Reproduce each line of the entries that carries "extruders".

===== Source material

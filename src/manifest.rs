//! The manifest: every extruder × quality × material combination for one
//! machine, each with a deterministic profile name.

use std::fmt;

use crate::catalog::{Category, FragmentCatalog};
use crate::error::ProfileGenError;

/// One profile to generate.
#[derive(Debug, Clone, PartialEq, Eq)]
pub struct ManifestEntry {
    pub profile_name: String,
    /// `[machine/<id>, extruder, quality, material]`, in merge order.
    pub paths: Vec<String>,
}

impl fmt::Display for ManifestEntry {
    fn fmt(&self, f: &mut fmt::Formatter<'_>) -> fmt::Result {
        write!(f, "{}: {}", self.profile_name, self.paths.join(", "))
    }
}

/// Build the manifest for `machine_id`.
///
/// Iteration is extruder (outer), quality, material (inner), each in
/// discovery order. An empty category yields an empty manifest.
pub fn build_manifest(
    catalog: &FragmentCatalog,
    machine_id: &str,
) -> Result<Vec<ManifestEntry>, ProfileGenError> {
    let extruders = catalog.category(Category::Extruder)?;
    let qualities = catalog.category(Category::Quality)?;
    let materials = catalog.category(Category::Material)?;

    let machine = format!("machine/{machine_id}");
    let mut manifest = Vec::with_capacity(extruders.len() * qualities.len() * materials.len());
    for extruder in &extruders {
        for quality in &qualities {
            for material in &materials {
                let paths = vec![
                    machine.clone(),
                    extruder.clone(),
                    quality.clone(),
                    material.clone(),
                ];
                manifest.push(ManifestEntry {
                    profile_name: profile_name(&paths),
                    paths,
                });
            }
        }
    }

    tracing::debug!(machine = machine_id, entries = manifest.len(), "built manifest");
    Ok(manifest)
}

/// Derive a profile name from a fragment path list.
///
/// `["machine/m", "extruder/n4.json", "quality/ok.json", "material/pla.json"]`
/// becomes `"m-n4-ok-pla"`.
pub fn profile_name(paths: &[String]) -> String {
    paths
        .join("/")
        .replace("machine/", "")
        .replace("/extruder/", "-")
        .replace("/quality/", "-")
        .replace("/material/", "-")
        .replace(".json", "")
}

#[cfg(test)]
mod tests {
    use super::*;
    use crate::fixtures::test::FragmentTree;
    use std::collections::HashSet;

    fn paths(items: &[&str]) -> Vec<String> {
        items.iter().map(|s| s.to_string()).collect()
    }

    #[test]
    fn name_strips_category_directories_and_extension() {
        let name = profile_name(&paths(&[
            "machine/machineA",
            "extruder/nozzle-4.json",
            "quality/ok-quality.json",
            "material/pla.json",
        ]));
        assert_eq!(name, "machineA-nozzle-4-ok-quality-pla");
    }

    #[test]
    fn one_extruder_two_qualities_one_material() {
        let tree = FragmentTree::standard();
        let manifest = build_manifest(&tree.catalog(), "machineA").unwrap();
        assert_eq!(manifest.len(), 2);
        assert_eq!(manifest[0].profile_name, "machineA-nozzle4-fine-pla");
        assert_eq!(manifest[1].profile_name, "machineA-nozzle4-ok-pla");
        assert_eq!(
            manifest[1].paths,
            paths(&[
                "machine/machineA",
                "extruder/nozzle4.json",
                "quality/ok.json",
                "material/pla.json"
            ])
        );
    }

    #[test]
    fn count_is_the_cross_product_and_names_are_distinct() {
        let tree = FragmentTree::standard();
        for nozzle in ["nozzle2", "nozzle6", "nozzle8"] {
            tree.write(&format!("extruder/{nozzle}.json"), "{}");
        }
        for material in ["abs", "petg"] {
            tree.write(&format!("material/{material}.json"), "{}");
        }

        let manifest = build_manifest(&tree.catalog(), "machineA").unwrap();
        assert_eq!(manifest.len(), 4 * 2 * 3);

        let names: HashSet<&str> = manifest.iter().map(|e| e.profile_name.as_str()).collect();
        assert_eq!(names.len(), manifest.len());
    }

    #[test]
    fn material_varies_fastest() {
        let tree = FragmentTree::standard();
        tree.write("material/abs.json", "{}");
        let manifest = build_manifest(&tree.catalog(), "machineA").unwrap();
        let names: Vec<&str> = manifest.iter().map(|e| e.profile_name.as_str()).collect();
        assert_eq!(
            names,
            [
                "machineA-nozzle4-fine-abs",
                "machineA-nozzle4-fine-pla",
                "machineA-nozzle4-ok-abs",
                "machineA-nozzle4-ok-pla",
            ]
        );
    }

    #[test]
    fn empty_category_gives_empty_manifest() {
        let tree = FragmentTree::standard();
        tree.remove("material/pla.json");
        let manifest = build_manifest(&tree.catalog(), "machineA").unwrap();
        assert!(manifest.is_empty());
    }

    #[test]
    fn absent_category_dir_fails_manifest() {
        let tree = FragmentTree::standard();
        tree.remove_dir("material");
        let err = build_manifest(&tree.catalog(), "machineA").unwrap_err();
        assert!(matches!(err, ProfileGenError::MissingCategory { .. }));
    }

    #[test]
    fn entry_display_lists_paths() {
        let entry = ManifestEntry {
            profile_name: "m-n-q-p".into(),
            paths: paths(&["machine/m", "extruder/n.json"]),
        };
        assert_eq!(entry.to_string(), "m-n-q-p: machine/m, extruder/n.json");
    }
}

==========

→ Answer box
    let extruders = catalog.category(Category::Extruder)?;
    let mut manifest = Vec::with_capacity(extruders.len() * qualities.len() * materials.len());
    for extruder in &extruders {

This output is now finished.